Leemhuis-Stout stelde haar afscheid uit, met de smoes dat zij eerst het debat in de Provinciale Staten wilde afwachten. Aan het begin van die vergadering, met alle camera's van de NOS, SBS6 en TV West op haar martiale gestalte ingezoomd, vroeg zij het woord voor wat je haar ex-augurele rede zou kunnen noemen.

Een pracht van een openbaar gebaar! Iedereen was diep onder de indruk; menig traantje werd weggepinkt. Ook door leden van de Staten. Welbeschouwd werden die grotelijks belazerd door hun voorzitster. Ze hebben niet eens de kans gehad om iets tegen haar in te brengen. De verborgen agenda van Leemhuis: "ik heb vierkant schijt aan wat de Staten van me vinden", werd niet gelezen. Behalve dan door de vertegenwoordigster van de SP, maar die heeft altijd wat te zeuren. Echt iets voor die socialisten, om het grootse afscheid van Leemhuis-Stout te bezoedelen met kritiek.

Mooi was ook: de openbare afschuw van premier Kok over het provinciale bankiersschandaal. Kok was diep verontwaardigd dat dit allemaal zo maar kon in ons voorbeeldige landje. Hij kreeg een paar extra wallen onder zijn ogen, liet er een zorgenrimpeltje bijschminken en werd er zelfs helemaal emotioneel van, wat niets voor hem is. "Schokkend, ondemocratisch, onwettig, extreem riskant, zeer ernstig", vond Kok de conclusies van het rapport van Dijk. Het speet me, dat de premier er geen krakende godslastering aan toevoegde.

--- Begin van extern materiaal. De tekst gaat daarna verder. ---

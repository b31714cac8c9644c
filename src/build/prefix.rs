//! Namespace prefix resolution.
//!
//! The bundler locates modules by their top-level namespace. Every distinct
//! prefix used by a layer module is mapped to `<package location>/<prefix>`,
//! where the package location comes from the [`PackageRepository`].

use indexmap::IndexMap;
use serde::ser::{Serialize, SerializeTuple, Serializer};
use std::collections::{HashMap, HashSet};
use std::path::{Path, PathBuf};

use super::{BuildParameters, LayerModule};
use crate::core::{DtkError, Result};
use crate::repository::PackageRepository;

/// A namespace prefix and the directory the bundler reads it from.
///
/// Serializes as a two-element array `[prefix, path]`.
#[derive(Debug, Clone, PartialEq, Eq)]
pub struct ModulePrefix {
    prefix: String,
    location: PathBuf,
}

impl ModulePrefix {
    pub fn new(prefix: impl Into<String>, location: impl Into<PathBuf>) -> Self {
        Self {
            prefix: prefix.into(),
            location: location.into(),
        }
    }

    #[must_use]
    pub fn prefix(&self) -> &str {
        &self.prefix
    }

    #[must_use]
    pub fn location(&self) -> &Path {
        &self.location
    }
}

impl Serialize for ModulePrefix {
    fn serialize<S: Serializer>(&self, serializer: S) -> std::result::Result<S::Ok, S::Error> {
        let mut tuple = serializer.serialize_tuple(2)?;
        tuple.serialize_element(&self.prefix)?;
        tuple.serialize_element(&self.location)?;
        tuple.end()
    }
}

/// Top-level namespace of a module name: everything before the first `.` or `/`.
///
/// ```rust
/// use dtk_build::build::module_prefix;
///
/// assert_eq!(module_prefix("dojo.parser"), "dojo");
/// assert_eq!(module_prefix("dijit/form/Button"), "dijit");
/// assert_eq!(module_prefix("standalone"), "standalone");
/// ```
#[must_use]
pub fn module_prefix(module_name: &str) -> &str {
    module_name.split(['.', '/']).next().unwrap_or(module_name)
}

/// Package locations for one resolution pass.
///
/// Versions come from the request's declarations, first declaration winning.
/// Each package is resolved through the repository at most once.
struct PackageLocationLookup<'a> {
    declared: IndexMap<&'a str, &'a str>,
    resolved: HashMap<&'a str, PathBuf>,
    repository: &'a dyn PackageRepository,
}

impl<'a> PackageLocationLookup<'a> {
    fn new(params: &'a BuildParameters, repository: &'a dyn PackageRepository) -> Self {
        let mut declared = IndexMap::new();
        for package in &params.packages {
            declared.entry(package.name.as_str()).or_insert(package.version.as_str());
        }
        Self {
            declared,
            resolved: HashMap::new(),
            repository,
        }
    }

    fn location(&mut self, module: &'a LayerModule) -> Result<&Path> {
        let package = module.package.as_str();
        if !self.resolved.contains_key(package) {
            let version = self.declared.get(package).ok_or_else(|| DtkError::UndeclaredPackage {
                module: module.name.clone(),
                package: package.to_string(),
            })?;
            let location = self.repository.package_location(package, version).map_err(|err| {
                DtkError::PackageNotFound {
                    name: package.to_string(),
                    version: (*version).to_string(),
                    reason: format!("{err:#}"),
                }
            })?;
            self.resolved.insert(package, location);
        }
        Ok(self.resolved[package].as_path())
    }
}

/// Map every distinct namespace prefix in the request's layers to a directory.
///
/// Layers and their modules are walked in order; the first module using a
/// prefix decides which package supplies it.
///
/// # Errors
///
/// - [`DtkError::InvalidRequest`] if a module name has no namespace prefix,
///   such as `.parser` or `/abs`
/// - [`DtkError::UndeclaredPackage`] if a module names a package the request
///   does not declare
/// - [`DtkError::PackageNotFound`] if the repository cannot locate a declared
///   package
pub fn resolve_prefixes(params: &BuildParameters, repository: &dyn PackageRepository) -> Result<Vec<ModulePrefix>> {
    let mut lookup = PackageLocationLookup::new(params, repository);
    let mut seen = HashSet::new();
    let mut prefixes = Vec::new();

    for module in params.layers.iter().flat_map(|layer| &layer.modules) {
        let prefix = module_prefix(&module.name);
        if prefix.is_empty() {
            return Err(DtkError::InvalidRequest {
                reason: format!("module '{}' has no namespace prefix", module.name),
            });
        }
        if seen.contains(prefix) {
            continue;
        }
        let location = lookup.location(module)?.join(prefix);
        tracing::trace!("Prefix {prefix} -> {}", location.display());
        seen.insert(prefix);
        prefixes.push(ModulePrefix::new(prefix, location));
    }

    Ok(prefixes)
}
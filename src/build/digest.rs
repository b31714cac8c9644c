//! Build reference computation.
//!
//! A build reference is the cache key for a build request: requests with the
//! same parameters always map to the same reference, and the reference is safe
//! to use as a single path component.
//!
//! The hashed byte stream is, in order:
//!
//! 1. `layers` as compact JSON
//! 2. `packages` as compact JSON
//! 3. `cdn`, `themes`, `optimise`, `cssOptimise`, `platforms`, each preceded
//!    by a NUL byte
//!
//! The stream is hashed with SHA-1, encoded as standard base-64, and then
//! `+` becomes `~` while `/` and `=` become `_`.
//!
//! Ordering matters everywhere: two requests listing the same packages,
//! layers or modules in a different order get different references. Module
//! order decides the concatenation order of a built layer, so such requests
//! are not interchangeable.

use base64::Engine;
use base64::prelude::BASE64_STANDARD;
use serde::Serialize;
use sha1::{Digest, Sha1};
use std::fmt;
use std::path::Path;

use super::BuildParameters;
use crate::core::{DtkError, Result};

const FIELD_SEPARATOR: u8 = 0;

/// Deterministic, path-safe cache key of a build request.
///
/// Always 28 characters drawn from `A-Z a-z 0-9 ~ _`.
#[derive(Debug, Clone, PartialEq, Eq, Hash, PartialOrd, Ord, Serialize)]
#[serde(transparent)]
pub struct BuildReference(String);

impl BuildReference {
    fn from_digest(digest: &[u8]) -> Self {
        Self(path_safe(&BASE64_STANDARD.encode(digest)))
    }

    #[must_use]
    pub fn as_str(&self) -> &str {
        &self.0
    }
}

impl fmt::Display for BuildReference {
    fn fmt(&self, f: &mut fmt::Formatter<'_>) -> fmt::Result {
        f.write_str(&self.0)
    }
}

impl AsRef<str> for BuildReference {
    fn as_ref(&self) -> &str {
        &self.0
    }
}

impl AsRef<Path> for BuildReference {
    fn as_ref(&self) -> &Path {
        Path::new(&self.0)
    }
}

/// Replace the base-64 characters that are unsafe in paths and URLs.
fn path_safe(encoded: &str) -> String {
    encoded
        .chars()
        .map(|c| match c {
            '+' => '~',
            '/' | '=' => '_',
            other => other,
        })
        .collect()
}

fn canonical_json<T: Serialize + ?Sized>(what: &str, value: &T) -> Result<Vec<u8>> {
    serde_json::to_vec(value).map_err(|err| DtkError::DigestFailed {
        reason: format!("cannot serialize {what}: {err}"),
    })
}

/// Compute the build reference of `params`.
///
/// # Errors
///
/// Returns [`DtkError::DigestFailed`] if the layers or packages cannot be
/// serialized.
///
/// # Examples
///
/// ```rust
/// use dtk_build::build::{BuildParameters, compute_digest};
///
/// let params = BuildParameters::default();
/// let reference = compute_digest(&params).unwrap();
/// assert_eq!(reference, compute_digest(&params.clone()).unwrap());
/// assert_eq!(reference.as_str().len(), 28);
/// ```
pub fn compute_digest(params: &BuildParameters) -> Result<BuildReference> {
    let layers = canonical_json("layers", &params.layers)?;
    let packages = canonical_json("packages", &params.packages)?;

    let mut hasher = Sha1::new();
    hasher.update(&layers);
    hasher.update(&packages);
    for field in [&params.cdn, &params.themes, &params.optimise, &params.css_optimise, &params.platforms] {
        hasher.update([FIELD_SEPARATOR]);
        hasher.update(field.as_bytes());
    }

    let reference = BuildReference::from_digest(&hasher.finalize());
    tracing::debug!("Computed build reference {reference}");
    Ok(reference)
}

Bram Peper, de chef van Leemhuis-Stout, deed ook nog een paar duiten in het zakje. "Schokkend; buitengewoon ernstig, werkelijk om zeer van te schrikken", huilde hij zijn baas na. "Zo is het wel goed, Bram", fluisterde Kok. "Ga jij nu maar gauw een nieuw baantje voor haar zoeken".

Als cynicus word ik een beetje kregel, van dit soort schandaalretoriek over praktijken die op grote schaal plaatsgrijpen en zo nu en dan per ongeluk eens in de openbaarheid komen. Die twee boze, verontwaardigde mannen: het volk moest daaruit opmaken, dat het provinciale schandaal in Nederland tot de zeer grote uitzonderingen behoort, en geen topje is van een ijsberg.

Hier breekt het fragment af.